*Data in this exercise:*

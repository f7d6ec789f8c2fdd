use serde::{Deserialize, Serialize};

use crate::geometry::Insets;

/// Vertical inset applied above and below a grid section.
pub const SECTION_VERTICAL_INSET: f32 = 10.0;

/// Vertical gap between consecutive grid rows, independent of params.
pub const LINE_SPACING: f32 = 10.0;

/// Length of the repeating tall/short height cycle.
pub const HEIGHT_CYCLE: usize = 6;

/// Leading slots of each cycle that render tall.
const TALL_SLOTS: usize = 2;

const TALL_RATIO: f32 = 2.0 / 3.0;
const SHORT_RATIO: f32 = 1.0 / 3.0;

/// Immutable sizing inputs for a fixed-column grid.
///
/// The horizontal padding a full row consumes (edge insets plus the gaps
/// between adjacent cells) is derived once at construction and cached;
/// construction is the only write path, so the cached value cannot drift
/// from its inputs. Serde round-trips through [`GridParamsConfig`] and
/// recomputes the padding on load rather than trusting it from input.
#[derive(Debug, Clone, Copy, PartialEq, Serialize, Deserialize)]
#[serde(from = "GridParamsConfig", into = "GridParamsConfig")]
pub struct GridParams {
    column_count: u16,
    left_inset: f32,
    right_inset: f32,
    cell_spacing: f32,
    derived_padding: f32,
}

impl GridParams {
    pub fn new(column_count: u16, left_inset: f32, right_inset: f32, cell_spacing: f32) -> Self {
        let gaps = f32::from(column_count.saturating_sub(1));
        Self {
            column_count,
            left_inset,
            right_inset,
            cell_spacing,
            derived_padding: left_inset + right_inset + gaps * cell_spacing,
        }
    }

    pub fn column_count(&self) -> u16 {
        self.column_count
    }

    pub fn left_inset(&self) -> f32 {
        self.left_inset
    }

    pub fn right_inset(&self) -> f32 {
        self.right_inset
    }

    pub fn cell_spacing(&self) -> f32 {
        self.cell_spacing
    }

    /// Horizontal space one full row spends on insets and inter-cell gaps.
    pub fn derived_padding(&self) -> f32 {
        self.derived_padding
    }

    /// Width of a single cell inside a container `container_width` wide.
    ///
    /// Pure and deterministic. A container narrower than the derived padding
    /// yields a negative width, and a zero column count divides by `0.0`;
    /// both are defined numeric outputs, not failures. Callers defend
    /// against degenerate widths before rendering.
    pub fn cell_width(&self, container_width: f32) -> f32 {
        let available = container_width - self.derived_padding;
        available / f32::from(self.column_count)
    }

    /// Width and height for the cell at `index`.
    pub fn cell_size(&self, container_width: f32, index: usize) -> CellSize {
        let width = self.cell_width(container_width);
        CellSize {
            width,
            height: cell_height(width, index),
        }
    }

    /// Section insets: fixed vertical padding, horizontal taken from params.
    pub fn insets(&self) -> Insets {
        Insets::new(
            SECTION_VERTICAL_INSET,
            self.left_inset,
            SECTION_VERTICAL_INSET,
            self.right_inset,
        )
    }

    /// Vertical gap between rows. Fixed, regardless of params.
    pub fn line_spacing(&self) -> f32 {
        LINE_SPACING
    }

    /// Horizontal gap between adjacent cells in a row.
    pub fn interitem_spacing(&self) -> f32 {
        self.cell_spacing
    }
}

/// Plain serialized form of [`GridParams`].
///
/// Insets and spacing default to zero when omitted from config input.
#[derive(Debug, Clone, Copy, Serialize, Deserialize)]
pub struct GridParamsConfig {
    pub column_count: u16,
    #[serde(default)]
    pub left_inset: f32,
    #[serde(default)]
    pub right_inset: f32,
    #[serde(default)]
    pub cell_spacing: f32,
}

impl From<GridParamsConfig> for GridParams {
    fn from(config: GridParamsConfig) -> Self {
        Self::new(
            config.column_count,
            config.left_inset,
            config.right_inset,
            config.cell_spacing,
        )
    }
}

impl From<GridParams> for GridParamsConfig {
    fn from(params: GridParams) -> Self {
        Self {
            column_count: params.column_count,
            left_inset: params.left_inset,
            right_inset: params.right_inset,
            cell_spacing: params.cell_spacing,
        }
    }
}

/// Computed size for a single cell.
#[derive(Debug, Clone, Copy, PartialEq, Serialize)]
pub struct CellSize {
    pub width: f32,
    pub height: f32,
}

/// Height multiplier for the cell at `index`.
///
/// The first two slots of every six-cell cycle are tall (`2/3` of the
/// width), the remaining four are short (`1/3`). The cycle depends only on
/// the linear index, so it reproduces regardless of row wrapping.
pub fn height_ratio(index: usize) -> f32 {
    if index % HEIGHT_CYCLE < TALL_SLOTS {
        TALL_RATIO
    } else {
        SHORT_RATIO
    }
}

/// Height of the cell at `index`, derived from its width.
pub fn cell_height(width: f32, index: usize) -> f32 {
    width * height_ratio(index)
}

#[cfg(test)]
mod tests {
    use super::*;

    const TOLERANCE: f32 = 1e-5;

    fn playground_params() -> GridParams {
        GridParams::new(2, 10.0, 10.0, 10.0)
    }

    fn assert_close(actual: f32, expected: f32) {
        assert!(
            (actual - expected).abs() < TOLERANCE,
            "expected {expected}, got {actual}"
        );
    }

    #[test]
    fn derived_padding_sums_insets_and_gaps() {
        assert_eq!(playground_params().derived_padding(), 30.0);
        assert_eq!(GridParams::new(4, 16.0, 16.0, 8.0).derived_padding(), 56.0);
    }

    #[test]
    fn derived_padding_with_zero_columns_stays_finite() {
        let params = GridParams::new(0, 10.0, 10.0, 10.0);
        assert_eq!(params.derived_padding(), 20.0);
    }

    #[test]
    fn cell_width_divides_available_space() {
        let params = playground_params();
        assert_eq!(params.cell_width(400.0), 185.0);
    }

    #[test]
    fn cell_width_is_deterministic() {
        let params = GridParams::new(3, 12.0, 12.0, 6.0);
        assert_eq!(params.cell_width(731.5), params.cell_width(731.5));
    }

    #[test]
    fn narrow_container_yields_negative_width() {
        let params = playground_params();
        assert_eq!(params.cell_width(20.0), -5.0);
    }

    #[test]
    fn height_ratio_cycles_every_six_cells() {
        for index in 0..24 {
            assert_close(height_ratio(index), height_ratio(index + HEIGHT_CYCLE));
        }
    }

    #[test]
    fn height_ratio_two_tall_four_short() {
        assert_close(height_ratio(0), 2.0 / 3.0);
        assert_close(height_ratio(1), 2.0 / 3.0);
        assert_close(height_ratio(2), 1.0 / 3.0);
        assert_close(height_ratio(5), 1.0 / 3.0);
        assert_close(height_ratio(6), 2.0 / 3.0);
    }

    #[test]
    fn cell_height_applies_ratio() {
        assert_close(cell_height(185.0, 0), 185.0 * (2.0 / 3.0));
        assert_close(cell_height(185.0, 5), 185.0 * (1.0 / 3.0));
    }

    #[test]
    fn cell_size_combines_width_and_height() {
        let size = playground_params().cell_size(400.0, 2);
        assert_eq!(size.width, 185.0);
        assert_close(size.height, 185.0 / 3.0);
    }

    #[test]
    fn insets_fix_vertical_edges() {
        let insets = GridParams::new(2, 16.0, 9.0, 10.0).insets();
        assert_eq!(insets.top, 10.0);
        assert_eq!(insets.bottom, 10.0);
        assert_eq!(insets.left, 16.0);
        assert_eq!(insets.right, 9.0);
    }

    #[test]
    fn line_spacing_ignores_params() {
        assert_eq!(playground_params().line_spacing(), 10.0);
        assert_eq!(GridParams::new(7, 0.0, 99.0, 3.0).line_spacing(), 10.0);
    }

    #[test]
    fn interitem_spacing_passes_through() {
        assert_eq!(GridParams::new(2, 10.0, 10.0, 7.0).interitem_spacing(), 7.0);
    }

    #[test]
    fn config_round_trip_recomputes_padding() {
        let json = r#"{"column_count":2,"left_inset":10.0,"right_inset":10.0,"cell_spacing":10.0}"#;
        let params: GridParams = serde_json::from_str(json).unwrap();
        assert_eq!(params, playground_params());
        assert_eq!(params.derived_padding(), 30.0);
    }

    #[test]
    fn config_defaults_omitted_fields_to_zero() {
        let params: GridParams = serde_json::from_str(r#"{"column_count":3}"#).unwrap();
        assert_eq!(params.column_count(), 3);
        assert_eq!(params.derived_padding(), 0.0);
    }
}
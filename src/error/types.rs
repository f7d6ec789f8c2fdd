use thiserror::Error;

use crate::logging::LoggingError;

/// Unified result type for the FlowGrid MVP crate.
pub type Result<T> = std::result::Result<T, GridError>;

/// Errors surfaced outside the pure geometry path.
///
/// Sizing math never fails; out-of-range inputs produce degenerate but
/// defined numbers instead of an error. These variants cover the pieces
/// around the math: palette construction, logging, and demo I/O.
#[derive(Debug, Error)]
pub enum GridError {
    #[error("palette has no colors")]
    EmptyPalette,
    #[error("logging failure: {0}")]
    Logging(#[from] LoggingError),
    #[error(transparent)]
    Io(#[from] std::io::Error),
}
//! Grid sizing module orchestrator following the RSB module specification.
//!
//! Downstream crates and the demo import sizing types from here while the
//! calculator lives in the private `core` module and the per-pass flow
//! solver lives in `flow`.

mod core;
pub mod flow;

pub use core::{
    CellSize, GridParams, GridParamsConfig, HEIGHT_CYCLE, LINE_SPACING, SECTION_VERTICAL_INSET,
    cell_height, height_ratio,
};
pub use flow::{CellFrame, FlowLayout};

*Task statement:* Those lines of the records that contain the string "math" should be identified and copied.

*Completed exercise:*
/// Sizing math never fails; out-of-range inputs produce degenerate but
/// around the math: palette construction, logging, and demo I/O.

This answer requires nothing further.